It's impractical and unrealistic to expect any technology to be failure proof, particularly when it comes to hard drive storage. CDs and BD can fail too, so can tape backups. I manage enterprise drives (IT Admin) and I can tell you that although HD failure rates are lower overall, there are failure nonetheless and they're never timely. I've had Seagate and HP SAS drives, $300-500 drives with very low MTB failures, go belly-up on me within a month of implementation as well as within a year or three. Yet other drives have been on 24/7 for 7 years and they're still cranking.
That said, this is the reason why you want a RAID 1 or RAID 5 setup - redundancy so as to minimize downtime. One drive goes down, you can remove the bad drive and replace it with a new one.
At home I run RAID 1 for my OS plus RAID 1 for critical storage, plus a backup system. I also have a tool (Crystal Disk Info) running to check the SMART status and temperature on all my drives of my home server (4 internal and 6 external). As soon as I see anything get flagged, the drive gets replaced (usually under warranty).

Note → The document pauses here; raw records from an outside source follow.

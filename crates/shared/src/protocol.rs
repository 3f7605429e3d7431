use serde::{Deserialize, Serialize};

use crate::{
    domain::{RequestMode, MAX_DESCRIPTION_CHARS, MAX_PLAYER_NAME_CHARS, MIN_DESCRIPTION_CHARS},
    error::{ValidationError, ValidationField},
};

#[derive(Debug, Clone, PartialEq, Eq, Serialize, Deserialize)]
pub struct WorldCreateRequest {
    pub description: String,
    #[serde(default, skip_serializing_if = "Option::is_none")]
    pub player_name: Option<String>,
}

impl WorldCreateRequest {
    pub fn validate(&self) -> Result<(), ValidationError> {
        let description_chars = self.description.trim().chars().count();
        if description_chars < MIN_DESCRIPTION_CHARS {
            return Err(ValidationError::TooShort {
                field: ValidationField::Description,
                min: MIN_DESCRIPTION_CHARS,
            });
        }
        if description_chars > MAX_DESCRIPTION_CHARS {
            return Err(ValidationError::TooLong {
                field: ValidationField::Description,
                max: MAX_DESCRIPTION_CHARS,
            });
        }
        validate_player_name(self.player_name.as_deref())
    }
}

#[derive(Debug, Clone, Default, PartialEq, Eq, Serialize, Deserialize)]
pub struct WorldRandomRequest {
    #[serde(default, skip_serializing_if = "Option::is_none")]
    pub player_name: Option<String>,
}

impl WorldRandomRequest {
    pub fn validate(&self) -> Result<(), ValidationError> {
        validate_player_name(self.player_name.as_deref())
    }
}

fn validate_player_name(player_name: Option<&str>) -> Result<(), ValidationError> {
    match player_name {
        Some(name) if name.chars().count() > MAX_PLAYER_NAME_CHARS => {
            Err(ValidationError::TooLong {
                field: ValidationField::PlayerName,
                max: MAX_PLAYER_NAME_CHARS,
            })
        }
        _ => Ok(()),
    }
}

/// Outgoing body for either generation flow. Serializes as the bare inner body.
#[derive(Debug, Clone, PartialEq, Eq, Serialize)]
#[serde(untagged)]
pub enum WorldRequest {
    Create(WorldCreateRequest),
    Random(WorldRandomRequest),
}

impl WorldRequest {
    pub fn mode(&self) -> RequestMode {
        match self {
            Self::Create(_) => RequestMode::Create,
            Self::Random(_) => RequestMode::Random,
        }
    }

    pub fn player_name(&self) -> Option<&str> {
        match self {
            Self::Create(req) => req.player_name.as_deref(),
            Self::Random(req) => req.player_name.as_deref(),
        }
    }
}

#[derive(Debug, Clone, PartialEq, Eq, Serialize, Deserialize)]
pub struct WorldResult {
    pub world_description: String,
    pub scenario_text: String,
    #[serde(default)]
    pub hints_for_image: Option<String>,
    #[serde(default)]
    pub player_name: Option<String>,
}

#[derive(Debug, Clone, PartialEq, Eq, Serialize, Deserialize)]
pub struct HealthResponse {
    pub status: String,
}

#[cfg(test)]
mod tests {
    use super::*;

    #[test]
    fn create_request_omits_absent_player_name() {
        let body = serde_json::to_value(WorldRequest::Create(WorldCreateRequest {
            description: "Sky islands".to_string(),
            player_name: None,
        }))
        .expect("json");
        assert_eq!(body, serde_json::json!({ "description": "Sky islands" }));
    }

    #[test]
    fn random_request_without_name_is_empty_object() {
        let body = serde_json::to_value(WorldRequest::Random(WorldRandomRequest::default()))
            .expect("json");
        assert_eq!(body, serde_json::json!({}));
    }

    #[test]
    fn world_result_accepts_null_and_missing_optionals() {
        let result: WorldResult = serde_json::from_value(serde_json::json!({
            "world_description": "A floating archipelago",
            "scenario_text": "You wake on a cloud-dock",
            "hints_for_image": null
        }))
        .expect("json");
        assert_eq!(result.hints_for_image, None);
        assert_eq!(result.player_name, None);
    }

    #[test]
    fn create_validation_counts_trimmed_characters() {
        let short = WorldCreateRequest {
            description: "  ab  ".to_string(),
            player_name: None,
        };
        assert!(matches!(
            short.validate(),
            Err(ValidationError::TooShort {
                field: ValidationField::Description,
                ..
            })
        ));

        let cyrillic = WorldCreateRequest {
            description: "мир".to_string(),
            player_name: None,
        };
        assert_eq!(cyrillic.validate(), Ok(()));
    }

    #[test]
    fn overlong_player_name_is_rejected_for_both_modes() {
        let name = "x".repeat(MAX_PLAYER_NAME_CHARS + 1);
        let random = WorldRandomRequest {
            player_name: Some(name.clone()),
        };
        assert!(random.validate().is_err());

        let create = WorldCreateRequest {
            description: "Clockwork desert".to_string(),
            player_name: Some(name),
        };
        assert!(matches!(
            create.validate(),
            Err(ValidationError::TooLong {
                field: ValidationField::PlayerName,
                ..
            })
        ));
    }
}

My recommendations in general are:
a) If you don't want to build your own but need an out-of-the-box solution, get a NAS storage with at least 2 or 3 drives you can use in RAID configuration. Buffalo Tech has some very capable boxes (I use a 3 TB linkstation at work for ISO storage). Seagate, Western Digital, and Drobo are good too (Drobo but tends to be pricier for what you get comparatively speaking). Look for at least a 3 year warranty. Stick to RAID 1 or 5 for redundancy.
b) If you're tech savvy and want to build your own, buy SATA RAID cards and enclosures with eSata capabilities and build your own RAID array. Drives usually have 3-5 year warranties so look for external enclosures with at least that much warranty. OEM externals typically only have 1 year.
Also, download Crystal Disk Info (
CrystalDiskInfo - Software - Crystal Dew World) and run it on your machines.
Lastly - RAID is not backup, it's redundancy. As it's conceivable that a full RAID array can fail (it happened to me when the RAID controller corrupted all drives in the array), you need to backup your files to an external source, whether you use DVDs or another hard drive or two. The more critical your info, the more backups you should have.